Background: Contrast-enhanced breast magnetic resonance imaging (MRI) is highly sensitive for breast cancer. However, adoption of breast MRI is hampered by frequent false positive (FP) findings. Though ultimately proven benign, these suspicious findings require biopsy due to abnormal morphology and/or kinetic enhancement curves that simulate malignancy on MRI. We hypothesized that analysis of a series of FP MRI findings could reveal a pattern of association between certain "suspicious" lesions and benign disease that might help avoid unnecessary biopsy of such lesions in the future.

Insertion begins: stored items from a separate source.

use std::{collections::BTreeMap, sync::Arc};

use bytes::Bytes;
use http_body_util::{BodyExt as _, Full};
use hyper::{
    HeaderMap, Method, Request, Response, StatusCode, Uri, Version,
    body::Body,
    header::{self, HeaderName, HeaderValue},
    http::{request, status::InvalidStatusCode},
};
use serde::{Deserialize, Serialize};

use crate::fingerprint;

/// Header multi-map as written to the `*_req.json` / `*_resp.json` documents.
pub type HeaderDocument = BTreeMap<String, Vec<String>>;

/// Request-target exactly as the client sent it, before the proxy made it absolute.
#[derive(Debug, Clone, PartialEq, Eq)]
pub struct RawRequestUri(pub String);

/// Response extension linking a rebuilt live response to the request that produced it.
#[derive(Debug, Clone)]
pub struct OriginRequest(pub Arc<RequestRecord>);

/// A captured request with its body fully buffered.
#[derive(Debug, Clone)]
pub struct RequestRecord {
    method: Method,
    uri: Uri,
    version: Version,
    request_uri: String,
    headers: HeaderMap,
    body: Bytes,
}

#[derive(Debug, Clone, PartialEq, Eq, Serialize, Deserialize)]
pub struct RequestMeta {
    #[serde(rename = "Method")]
    pub method: String,
    #[serde(rename = "Host")]
    pub host: String,
    #[serde(rename = "RequestURI")]
    pub request_uri: String,
    #[serde(rename = "URL")]
    pub url: String,
    #[serde(rename = "Header")]
    pub header: HeaderDocument,
}

impl RequestRecord {
    /// Drains the request body into memory.
    ///
    /// A body that fails to read is recorded as empty so the transaction can still proceed.
    pub async fn capture<B>(req: Request<B>) -> Self
    where
        B: Body<Data = Bytes>,
        B::Error: std::fmt::Display,
    {
        let (parts, body) = req.into_parts();
        let body = match drain_body(body).await {
            Ok(body) => body,
            Err(err) => {
                tracing::error!(url = %parts.uri, "can't read request body: {err}");
                Bytes::new()
            }
        };
        Self::from_parts(parts, body)
    }

    pub fn from_parts(parts: request::Parts, body: Bytes) -> Self {
        let request_uri = parts
            .extensions
            .get::<RawRequestUri>()
            .map(|raw| raw.0.clone())
            .unwrap_or_else(|| parts.uri.to_string());
        Self {
            method: parts.method,
            uri: parts.uri,
            version: parts.version,
            request_uri,
            headers: parts.headers,
            body,
        }
    }

    pub fn method(&self) -> &Method {
        &self.method
    }

    pub fn uri(&self) -> &Uri {
        &self.uri
    }

    /// Canonical absolute URL used for keying.
    pub fn url(&self) -> String {
        self.uri.to_string()
    }

    pub fn request_uri(&self) -> &str {
        &self.request_uri
    }

    /// `Host` header value, falling back to the URL authority.
    pub fn host(&self) -> String {
        self.headers
            .get(header::HOST)
            .and_then(|value| value.to_str().ok())
            .map(str::to_owned)
            .or_else(|| self.uri.authority().map(|authority| authority.to_string()))
            .unwrap_or_default()
    }

    pub fn headers(&self) -> &HeaderMap {
        &self.headers
    }

    pub fn body(&self) -> &Bytes {
        &self.body
    }

    pub fn fingerprint(&self) -> String {
        fingerprint::fingerprint(self.method.as_str(), &self.url(), &self.body)
    }

    /// Builds a fresh live request over the buffered body, ready to be forwarded.
    pub fn to_request(&self) -> Request<Full<Bytes>> {
        let mut request = Request::new(Full::new(self.body.clone()));
        *request.method_mut() = self.method.clone();
        *request.uri_mut() = self.uri.clone();
        *request.version_mut() = self.version;
        *request.headers_mut() = self.headers.clone();
        request
    }

    pub fn meta(&self) -> RequestMeta {
        RequestMeta {
            method: self.method.to_string(),
            host: self.host(),
            request_uri: self.request_uri.clone(),
            url: self.url(),
            header: headers_to_document(&self.headers),
        }
    }
}

/// A captured or cached response with its body fully buffered.
#[derive(Debug, Clone)]
pub struct ResponseRecord {
    status: u16,
    headers: HeaderMap,
    body: Bytes,
    origin: Option<Arc<RequestRecord>>,
}

#[derive(Debug, Clone, PartialEq, Eq, Serialize, Deserialize)]
pub struct ResponseMeta {
    #[serde(rename = "Status")]
    pub status: u16,
    #[serde(rename = "Header", default)]
    pub header: HeaderDocument,
}

impl ResponseRecord {
    pub fn new(status: StatusCode, headers: HeaderMap, body: impl Into<Bytes>) -> Self {
        Self {
            status: status.as_u16(),
            headers,
            body: body.into(),
            origin: None,
        }
    }

    /// Drains an upstream response body into memory.
    pub async fn capture<B>(resp: Response<B>) -> Result<Self, B::Error>
    where
        B: Body<Data = Bytes>,
    {
        let (parts, body) = resp.into_parts();
        let body = drain_body(body).await?;
        Ok(Self {
            status: parts.status.as_u16(),
            headers: parts.headers,
            body,
            origin: None,
        })
    }

    pub fn from_meta(meta: ResponseMeta, body: impl Into<Bytes>) -> Self {
        Self {
            status: meta.status,
            headers: headers_from_document(&meta.header),
            body: body.into(),
            origin: None,
        }
    }

    pub fn with_origin(mut self, origin: Arc<RequestRecord>) -> Self {
        self.origin = Some(origin);
        self
    }

    pub fn origin(&self) -> Option<&RequestRecord> {
        self.origin.as_deref()
    }

    pub fn status(&self) -> u16 {
        self.status
    }

    pub fn headers(&self) -> &HeaderMap {
        &self.headers
    }

    pub fn body(&self) -> &Bytes {
        &self.body
    }

    pub fn meta(&self) -> ResponseMeta {
        ResponseMeta {
            status: self.status,
            header: headers_to_document(&self.headers),
        }
    }

    /// Builds a fresh live response: status and headers copied, `Content-Length` set to the
    /// buffered body length and a new readable body on every call. A linked origin request
    /// travels along as an [`OriginRequest`] extension.
    ///
    /// The reason phrase is the canonical one for the status code.
    pub fn to_live_response(&self) -> Result<Response<Full<Bytes>>, InvalidStatusCode> {
        let status = StatusCode::from_u16(self.status)?;
        let mut response = Response::new(Full::new(self.body.clone()));
        *response.status_mut() = status;
        let headers = response.headers_mut();
        *headers = self.headers.clone();
        headers.remove(header::TRANSFER_ENCODING);
        headers.insert(header::CONTENT_LENGTH, HeaderValue::from(self.body.len()));
        if let Some(origin) = &self.origin {
            response
                .extensions_mut()
                .insert(OriginRequest(Arc::clone(origin)));
        }
        Ok(response)
    }
}

async fn drain_body<B>(body: B) -> Result<Bytes, B::Error>
where
    B: Body<Data = Bytes>,
{
    let mut body = std::pin::pin!(body);
    let mut buffered = Vec::new();
    let mut buffered_len = 0usize;
    while let Some(frame_result) = body.frame().await {
        let frame = frame_result?;
        let Ok(data) = frame.into_data() else {
            continue;
        };
        buffered_len = buffered_len.saturating_add(data.len());
        buffered.push(data);
    }

    Ok(flatten_chunks(buffered, buffered_len))
}

fn flatten_chunks(mut buffered: Vec<Bytes>, buffered_len: usize) -> Bytes {
    if buffered.len() <= 1 {
        return buffered.pop().unwrap_or_default();
    }

    let mut flattened = Vec::with_capacity(buffered_len);
    for chunk in buffered {
        flattened.extend_from_slice(&chunk);
    }
    Bytes::from(flattened)
}

pub fn headers_to_document(headers: &HeaderMap) -> HeaderDocument {
    let mut document = HeaderDocument::new();
    for (name, value) in headers {
        document
            .entry(canonical_header_name(name.as_str()))
            .or_default()
            .push(String::from_utf8_lossy(value.as_bytes()).into_owned());
    }
    document
}

/// Rebuilds a header map; entries that are not valid HTTP header names or values are skipped.
pub fn headers_from_document(document: &HeaderDocument) -> HeaderMap {
    let mut headers = HeaderMap::new();
    for (name, values) in document {
        let Ok(name) = HeaderName::from_bytes(name.as_bytes()) else {
            tracing::debug!(header = %name, "skipping invalid stored header name");
            continue;
        };
        for value in values {
            let Ok(value) = HeaderValue::from_str(value) else {
                tracing::debug!(header = %name, "skipping invalid stored header value");
                continue;
            };
            headers.append(name.clone(), value);
        }
    }
    headers
}

/// `content-security-policy` -> `Content-Security-Policy`.
fn canonical_header_name(name: &str) -> String {
    let mut canonical = String::with_capacity(name.len());
    let mut upper = true;
    for ch in name.chars() {
        if upper {
            canonical.push(ch.to_ascii_uppercase());
        } else {
            canonical.push(ch.to_ascii_lowercase());
        }
        upper = ch == '-';
    }
    canonical
}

Methods: A retrospective chart review identified women undergoing breast MRI between June 1995 and March 2002 with FP findings identified by MRI alone. Lesions were retrospectively characterized according to an MRI Breast Imaging-Reporting and Data System lexicon and matched to pathology.
Results: Twenty-two women were identified with 29 FP lesions. Morphology revealed 1 focus (3.5%), 5 masses less than 5 mm (17%), 11 masses greater than 5 mm (38%), 1 (3.5%) linear enhancement, and 11 (38%) non-mass-like enhancement. Kinetic curves were suspicious in 15 (52%). Histology demonstrated 20 (69%) variants of normal tissue and 9 (31%) benign masses. MRI lesions less than 5 mm (n = 6, 20.5%) were small, well-delineated nodules of benign breast tissue.
Conclusion: Suspicious MRI lesions less than 5 mm often represent benign breast tissue and could potentially undergo surveillance instead of biopsy.